Because of the degenerative nature of the splice sites, intronic variants outside conserved GT/AG positions at the 5′ and the 3′ intron boundaries of the acceptor and donor splice sites have been usually classified as variants of unknown significance, unless there is some functional evidence of their pathogenicity. In the clinical setting, alterations involving regulatory signals may lead to a pathogenic effect. In this study we investigated the intronic variant c.1641 + 6 T > C (rs182123615) to determine the functional impact on splicing. A familial segregation analysis of this JAK2 variant was enrolled in relatives of patient diagnosed with Hodgkin lymphoma and carrying this identified variant. Among 11 healthy relatives, 3/11 carried c.1641 + 6 T > C at heterozygous form and 2/11 at homozygous form. In a previous study, we have reported in the same Tunisian family a segregation of perforine PRF1 Ala211Val missense substitution carried by the proband (IV-2) diagnosed with Hodgkin Lymphoma, his cousin (IV-6) and 3 healthy relatives (III-2, IV-1, V-2). We have shown that the functional assay on Ala211Val variant has no impact on lytic function of perforin [37]. The absence of functional implication of the PRF1 and JAK2 variants may not avert suspicion of their implication as low risk factors in hematological malignancies. In proband IV2 carrying the JAK2 variant, we have also sequenced ASXL1, NPM1, CBL, IDH1, IDH2, YY1, CASP8, CASP10, FAS, FASL, CEBPA, AML1, CRAF, BRAF, TP53, ARTLS1, and GATA2 genes and also in several familial cases including in this study to check potential concomitant mutations. No mutations were found in these candidate genes (data not shown).

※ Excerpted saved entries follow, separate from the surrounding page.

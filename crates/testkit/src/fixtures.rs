//! Sample timelines driving an [`InMemoryProvider`].
//!
//! Actions emit events directly into the fake log the way a provider call
//! would produce them server-side.

use std::sync::Arc;

use eventseq_core::{ensure_eq, RunState, StateDelta, Step, StepError, Timeline};
use serde_json::json;

use crate::provider::InMemoryProvider;

/// A write step whose action emits `types` against one object.
pub fn emitting(
    provider: &Arc<InMemoryProvider>,
    types: &[&str],
    object_id: &str,
    state_key: Option<&str>,
) -> Step {
    let p = Arc::clone(provider);
    let emit: Vec<String> = types.iter().map(|t| t.to_string()).collect();
    let object_id = object_id.to_string();
    let state_key = state_key.map(str::to_string);
    Step::write(types.to_vec(), move |_state: RunState| {
        let p = Arc::clone(&p);
        let emit = emit.clone();
        let object_id = object_id.clone();
        let state_key = state_key.clone();
        async move {
            for t in &emit {
                p.emit(t, json!({ "id": object_id, "object": "customer" }));
            }
            Ok(match state_key {
                Some(key) => StateDelta::new().with(key, object_id),
                None => StateDelta::new(),
            })
        }
    })
}

/// Tag `c` creates a customer, tag `u` updates it; an assertion between the
/// two checks the created id reached the run state.
pub fn create_update(provider: &Arc<InMemoryProvider>) -> Timeline {
    vec![
        Step::tag("c"),
        emitting(provider, &["customer.created"], "cus_1", Some("c1")),
        Step::assert(|state: RunState| async move {
            ensure_eq(&state.get("c1")?, &"cus_1", "created customer id")
        }),
        Step::tag("u"),
        Step::write(["customer.updated"], {
            let p = Arc::clone(provider);
            move |state: RunState| {
                let p = Arc::clone(&p);
                async move {
                    let id = state.get("c1")?.to_string();
                    p.emit("customer.updated", json!({ "id": id, "object": "customer" }));
                    Ok(StateDelta::new())
                }
            }
        }),
    ]
}

/// A write whose declared events never all arrive.
pub fn under_delivering(provider: &Arc<InMemoryProvider>) -> Timeline {
    let p = Arc::clone(provider);
    vec![Step::write(
        ["customer.created", "customer.updated"],
        move |_state: RunState| {
            let p = Arc::clone(&p);
            async move {
                p.emit("customer.created", json!({ "id": "cus_1" }));
                Ok::<_, StepError>(StateDelta::new())
            }
        },
    )]
}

The in silico analysis of JAK2 variant was in favor of a deleterious splicing effect. The MaxEntScan predicted a 47 % decrease of the score of natural splice sites which may affect consensus splice sites and leads to a possible pathogenic effect. Despite in silico prediction, the functional splicing minigene reporter assay did not reveal any effect on splicing domain. Hence, the minigene constructs and the used cell line did not show any effect on mRNA processing. The presence of c.1641 + 6 T > C JAK2 variant in healthy probands and controls with a frequency of 1.5 % may suppose that it is not pathogenic and can be classified as rather a rare polymorphism. The in silico prediction does not reflect the in vivo situation. This may be explained by the degenerate nature of sequences which bind the splice sites. That is why Alamut classified the rs182123615 as a deleterious variant.

We aimed through this study to identify genetic inherited factors contributing in the background of familial hematological malignancies through molecular screening of four candidate genes widely evoked in several familial cancers and hematological malignancies. The investigation of RUNX1, CBL, and NPM1 genes does not revealed potential driver mutation leading to oncogenic processes, except the c.1641 + 6 T > C JAK2 variation found in Tunisian familial cases. This variant was reported in several studies and was described as potentially deleterious. Through this study, we establish its clinical assessment and we classified as rather a polymorphism than as a mutation. Despite the few genetic variations found in familial aggregation of hematological malignancies, they cannot be used alone as prognostic factors, they might contribute to the background of genetic factors which have to be revealed. Identification of a pathogenic mutation in clinically affected individuals allows to perform genetic counseling specially in familial context disease. We expect to enlarge our investigation in other genes reported in hematological malignancies such as IDH1, IDH2, and ASXL1.